À sa parution en français, en 1996, LTI, l’œuvre majeure de Victor Klemperer, n’avait suscité aucune attention, à tel point que, dans un des rares articles publiés dans le sillage de sa publication, Philippe Roger relevait le silence entourant la sortie de l’ouvrage (Critique n° 612, 1998). Depuis, LTI a fait son travail de livre et se trouve cité partout. Pourquoi ? Sans doute, parce que, en Allemagne (où l’ouvrage parut en 1947) comme ailleurs, nous pouvons vraiment le lire seulement maintenant. Il faut donc se réjouir que ce livre engendre désormais continument des commentaires.

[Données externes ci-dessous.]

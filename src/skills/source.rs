//! Skill source resolution: a source string becomes a local directory to
//! scan, cloning remote git sources into a self-cleaning temp directory.

use crate::error::{Error, Result};
use std::path::{Path, PathBuf};
use std::process::{Command, Stdio};
use tempfile::TempDir;
use tracing::warn;

#[derive(Debug, Clone, PartialEq, Eq)]
pub enum SkillSource {
    Local(PathBuf),
    Git {
        url: String,
        reference: Option<String>,
        subpath: Option<String>,
    },
}

impl SkillSource {
    /// Parse a source reference. Existing local paths win; otherwise
    /// `owner/repo` shorthand (GitHub) or a full git URL, with an optional
    /// `#ref` and `#ref:subpath` suffix.
    pub fn parse(input: &str) -> Result<Self> {
        if Path::new(input).exists() {
            return Ok(SkillSource::Local(PathBuf::from(input)));
        }

        let (base, suffix) = match input.split_once('#') {
            Some((base, suffix)) => (base, Some(suffix)),
            None => (input, None),
        };
        let (reference, subpath) = match suffix {
            Some(s) => match s.split_once(':') {
                Some((r, p)) => (
                    (!r.is_empty()).then(|| r.to_string()),
                    (!p.is_empty()).then(|| p.to_string()),
                ),
                None => ((!s.is_empty()).then(|| s.to_string()), None),
            },
            None => (None, None),
        };

        let url = if base.starts_with("http://")
            || base.starts_with("https://")
            || base.starts_with("git@")
            || base.starts_with("ssh://")
        {
            base.to_string()
        } else if is_owner_repo(base) {
            format!("https://github.com/{base}.git")
        } else {
            return Err(Error::SourceResolution(format!(
                "'{input}' is neither an existing path nor a recognized git source"
            )));
        };

        Ok(SkillSource::Git {
            url,
            reference,
            subpath,
        })
    }
}

fn is_owner_repo(s: &str) -> bool {
    let mut parts = s.split('/');
    match (parts.next(), parts.next(), parts.next()) {
        (Some(owner), Some(repo), None) => {
            !owner.is_empty()
                && !repo.is_empty()
                && [owner, repo].iter().all(|part| {
                    part.chars()
                        .all(|c| c.is_ascii_alphanumeric() || "-_.".contains(c))
                })
        }
        _ => false,
    }
}

/// A directory ready for discovery. Holds the clone's temp directory alive;
/// dropping the handle removes it, on success and failure paths alike.
pub struct ResolvedSource {
    root: PathBuf,
    subpath: Option<PathBuf>,
    temp: Option<TempDir>,
}

impl ResolvedSource {
    /// The directory skill discovery should walk.
    pub fn scan_root(&self) -> PathBuf {
        match &self.subpath {
            Some(sub) => self.root.join(sub),
            None => self.root.clone(),
        }
    }

    pub fn is_temporary(&self) -> bool {
        self.temp.is_some()
    }
}

impl Drop for ResolvedSource {
    fn drop(&mut self) {
        if let Some(temp) = self.temp.take() {
            let path = temp.path().to_path_buf();
            if let Err(e) = temp.close() {
                // cleanup failures are logged, never surfaced
                warn!(path = %path.display(), error = %e, "failed to remove clone directory");
            }
        }
    }
}

/// Resolve a source to a scannable directory, cloning when remote.
pub fn resolve(source: &SkillSource) -> Result<ResolvedSource> {
    match source {
        SkillSource::Local(path) => {
            if !path.is_dir() {
                return Err(Error::SourceResolution(format!(
                    "'{}' is not a directory",
                    path.display()
                )));
            }
            Ok(ResolvedSource {
                root: path.clone(),
                subpath: None,
                temp: None,
            })
        }
        SkillSource::Git {
            url,
            reference,
            subpath,
        } => {
            let temp = tempfile::Builder::new()
                .prefix("agentry-clone-")
                .tempdir()
                .map_err(|e| Error::SourceResolution(format!("cannot create temp dir: {e}")))?;

            clone_into(url, reference.as_deref(), temp.path())?;

            let subpath = subpath.as_ref().map(PathBuf::from);
            if let Some(sub) = &subpath {
                if !temp.path().join(sub).is_dir() {
                    return Err(Error::SourceResolution(format!(
                        "subpath '{}' does not exist in {url}",
                        sub.display()
                    )));
                }
            }

            Ok(ResolvedSource {
                root: temp.path().to_path_buf(),
                subpath,
                temp: Some(temp),
            })
        }
    }
}

fn clone_into(url: &str, reference: Option<&str>, target: &Path) -> Result<()> {
    let mut args = vec!["clone", "--depth", "1"];
    if let Some(r) = reference {
        args.extend(["--branch", r]);
    }
    let status = Command::new("git")
        .args(&args)
        .arg(url)
        .arg(target)
        .stdout(Stdio::null())
        .stderr(Stdio::null())
        .status()
        .map_err(|e| Error::SourceResolution(format!("cannot run git: {e}")))?;
    if status.success() {
        return Ok(());
    }

    // --branch only takes branches and tags; retry with a full clone and an
    // explicit checkout for commit refs
    if let Some(r) = reference {
        clear_dir(target)?;
        let status = Command::new("git")
            .args(["clone", url])
            .arg(target)
            .stdout(Stdio::null())
            .stderr(Stdio::null())
            .status()
            .map_err(|e| Error::SourceResolution(format!("cannot run git: {e}")))?;
        if status.success() {
            let status = Command::new("git")
                .args(["-C"])
                .arg(target)
                .args(["checkout", r])
                .stdout(Stdio::null())
                .stderr(Stdio::null())
                .status()
                .map_err(|e| Error::SourceResolution(format!("cannot run git: {e}")))?;
            if status.success() {
                return Ok(());
            }
        }
    }

    Err(Error::SourceResolution(format!("failed to clone {url}")))
}

fn clear_dir(dir: &Path) -> Result<()> {
    for entry in std::fs::read_dir(dir)? {
        let entry = entry?;
        if entry.file_type()?.is_dir() {
            std::fs::remove_dir_all(entry.path())?;
        } else {
            std::fs::remove_file(entry.path())?;
        }
    }
    Ok(())
}

#[cfg(test)]
mod tests {
    use super::*;

    #[test]
    fn test_parse_local_path() {
        let dir = tempfile::tempdir().unwrap();
        let source = SkillSource::parse(dir.path().to_str().unwrap()).unwrap();
        assert!(matches!(source, SkillSource::Local(_)));
    }

    #[test]
    fn test_parse_owner_repo_shorthand() {
        let source = SkillSource::parse("acme/skills").unwrap();
        assert_eq!(
            source,
            SkillSource::Git {
                url: "https://github.com/acme/skills.git".to_string(),
                reference: None,
                subpath: None,
            }
        );
    }

    #[test]
    fn test_parse_url_with_ref_and_subpath() {
        let source = SkillSource::parse("https://git.test/r.git#v1.2:skills/core").unwrap();
        assert_eq!(
            source,
            SkillSource::Git {
                url: "https://git.test/r.git".to_string(),
                reference: Some("v1.2".to_string()),
                subpath: Some("skills/core".to_string()),
            }
        );
    }

    #[test]
    fn test_parse_rejects_nonexistent_non_git() {
        let err = SkillSource::parse("/no/such/path/at/all").unwrap_err();
        assert!(matches!(err, Error::SourceResolution(_)));
    }

    #[test]
    fn test_resolve_local_requires_directory() {
        let file = tempfile::NamedTempFile::new().unwrap();
        let source = SkillSource::Local(file.path().to_path_buf());
        assert!(resolve(&source).is_err());
    }

    #[test]
    fn test_resolved_local_source_is_not_temporary() {
        let dir = tempfile::tempdir().unwrap();
        let resolved = resolve(&SkillSource::Local(dir.path().to_path_buf())).unwrap();
        assert!(!resolved.is_temporary());
        assert_eq!(resolved.scan_root(), dir.path());
    }

    #[test]
    fn test_temp_dir_removed_on_drop() {
        let temp = tempfile::Builder::new()
            .prefix("agentry-clone-")
            .tempdir()
            .unwrap();
        let path = temp.path().to_path_buf();
        let resolved = ResolvedSource {
            root: path.clone(),
            subpath: None,
            temp: Some(temp),
        };
        assert!(path.exists());
        drop(resolved);
        assert!(!path.exists());
    }
}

Frédéric Joly, La Langue confisquée. Lire Klemperer aujourd’hui. Premier Parallèle, 282 p., 19 €
C’est dans cette série que s’inscrit le livre de Frédéric Joly avec sa double intention biographique et spéculative. Si Klemperer a pu découvrir que quelque chose était en train d’affecter l’homme dans sa parole, que quelque chose advenait à la parole qui la corrompait de manière durable, c’est que les circonstances dramatiques de sa vie l’ont obligé à quitter la posture de philologue professionnel pour prendre sa vie même pour objet, dans sa dimension langagière, jusqu’à inclure toute une anthropologie à l’âge totalitaire. Sa vie le contraint à unir des aspects que l’analyse sépare, tout en maintenant une distinction subtile comme dans l’œuvre de Proust ou les autoanalyses de Freud.

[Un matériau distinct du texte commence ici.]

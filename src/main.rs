//! agentry - install MCP servers and agent skills across AI-agent
//! ecosystems.
//!
//! # Usage
//!
//! ```bash
//! agentry agents                                  # detect installed agents
//! agentry mcp install server.json --target claude # compile + install a server
//! agentry mcp show server.json                    # dry run, print commands
//! agentry skill install ./skills --agent codex    # deploy skills
//! agentry skill list --scope global
//! agentry skill uninstall my-skill
//! ```

use agentry::agents::Scope;
use agentry::commands;
use agentry::commands::mcp::Target;
use anyhow::Result;
use clap::{Parser, Subcommand};
use std::path::PathBuf;
use tracing_subscriber::EnvFilter;

/// Install MCP servers and skills for AI agents.
#[derive(Parser)]
#[command(name = "agentry")]
#[command(author, version, about, long_about = None)]
#[command(propagate_version = true)]
struct Cli {
    #[command(subcommand)]
    command: Commands,
}

#[derive(Subcommand)]
enum Commands {
    /// Detect installed AI agents on this machine
    Agents,

    /// Compile and install MCP server descriptors
    Mcp {
        #[command(subcommand)]
        command: McpCommands,
    },

    /// Install, list, and uninstall agent skills
    Skill {
        #[command(subcommand)]
        command: SkillCommands,
    },
}

#[derive(Subcommand)]
enum McpCommands {
    /// Install a server from a descriptor file
    Install {
        /// Path to the server descriptor JSON
        descriptor: PathBuf,

        /// Where the compiled server goes
        #[arg(long, value_enum, default_value = "editor")]
        target: Target,

        /// Pick a package entry by index instead of auto-selecting
        #[arg(long)]
        package: Option<usize>,

        /// Pick a remote entry by index instead of auto-selecting
        #[arg(long, conflicts_with = "package")]
        remote: Option<usize>,

        /// Override the editor store file location
        #[arg(long)]
        store_path: Option<PathBuf>,
    },

    /// Compile a descriptor and print the result without installing
    Show {
        /// Path to the server descriptor JSON
        descriptor: PathBuf,

        /// Pick a package entry by index instead of auto-selecting
        #[arg(long)]
        package: Option<usize>,

        /// Pick a remote entry by index instead of auto-selecting
        #[arg(long, conflicts_with = "package")]
        remote: Option<usize>,
    },
}

#[derive(Subcommand)]
enum SkillCommands {
    /// Install skills from a git URL or local directory
    Install {
        /// Skill source: local path, git URL, or owner/repo shorthand
        source: String,

        /// Install only these skills (default: every discovered skill)
        #[arg(long = "skill")]
        names: Vec<String>,

        /// Target agents by id (default: all detected agents)
        #[arg(long = "agent")]
        agents: Vec<String>,

        /// Install scope
        #[arg(long, value_enum, default_value = "project")]
        scope: Scope,

        /// Workspace root for project scope (default: current directory)
        #[arg(long)]
        workspace: Option<PathBuf>,

        /// Search the whole source tree instead of the top few levels
        #[arg(long)]
        full_depth: bool,
    },

    /// List installed skills
    List {
        /// Scope to inspect
        #[arg(long, value_enum, default_value = "project")]
        scope: Scope,

        /// Workspace root for project scope (default: current directory)
        #[arg(long)]
        workspace: Option<PathBuf>,
    },

    /// Remove an installed skill
    Uninstall {
        /// Skill name
        name: String,

        /// Remove for these agents only (when the skill allows it)
        #[arg(long = "agent")]
        agents: Vec<String>,

        /// Scope to remove from
        #[arg(long, value_enum, default_value = "project")]
        scope: Scope,

        /// Workspace root for project scope (default: current directory)
        #[arg(long)]
        workspace: Option<PathBuf>,
    },
}

fn workspace_or_cwd(scope: Scope, workspace: Option<PathBuf>) -> Option<PathBuf> {
    match (scope, workspace) {
        (_, Some(path)) => Some(path),
        (Scope::Project, None) => std::env::current_dir().ok(),
        (Scope::Global, None) => None,
    }
}

fn main() -> Result<()> {
    tracing_subscriber::fmt()
        .with_env_filter(EnvFilter::from_default_env())
        .with_writer(std::io::stderr)
        .init();

    let cli = Cli::parse();

    match cli.command {
        Commands::Agents => commands::agents::run(),
        Commands::Mcp { command } => match command {
            McpCommands::Install {
                descriptor,
                target,
                package,
                remote,
                store_path,
            } => commands::mcp::run_install(&descriptor, target, package, remote, store_path),
            McpCommands::Show {
                descriptor,
                package,
                remote,
            } => commands::mcp::run_show(&descriptor, package, remote),
        },
        Commands::Skill { command } => match command {
            SkillCommands::Install {
                source,
                names,
                agents,
                scope,
                workspace,
                full_depth,
            } => {
                let workspace = workspace_or_cwd(scope, workspace);
                commands::skill::run_install(
                    &source,
                    &names,
                    &agents,
                    scope,
                    workspace.as_deref(),
                    full_depth,
                )
            }
            SkillCommands::List { scope, workspace } => {
                let workspace = workspace_or_cwd(scope, workspace);
                commands::skill::run_list(scope, workspace.as_deref())
            }
            SkillCommands::Uninstall {
                name,
                agents,
                scope,
                workspace,
            } => {
                let workspace = workspace_or_cwd(scope, workspace);
                commands::skill::run_uninstall(&name, &agents, scope, workspace.as_deref())
            }
        },
    }
}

La vie de Klemperer, nous rappelle Joly, c’est d’abord un scandale fondé sur la dénégation. Pourquoi le force-t-on à être « juif », lui qui ne se reconnaît que comme Allemand et Européen ? Pour lui, la fiction de la « symbiose judéo-allemande » est une réalité. Fils d’un rabbin réformé, entièrement déjudaïsé, il ne connaît et ne reconnaît que la culture européenne, allemande, mais aussi celle des Lumières françaises dont il est un spécialiste. Mais qu’arrive-t-il à cette culture quand la langue de Goethe devient méconnaissable ? Sa réflexion sur les origines et le sens de l’antisémitisme nazi est relativement pauvre. Il n’y voit que démence ou fruit d’un « teutonisme » brutal. Le destin moderne du judaïsme le laisse indifférent, même si son sentiment à l’égard du sionisme évolue d’un désintérêt hostile à une curiosité sceptique.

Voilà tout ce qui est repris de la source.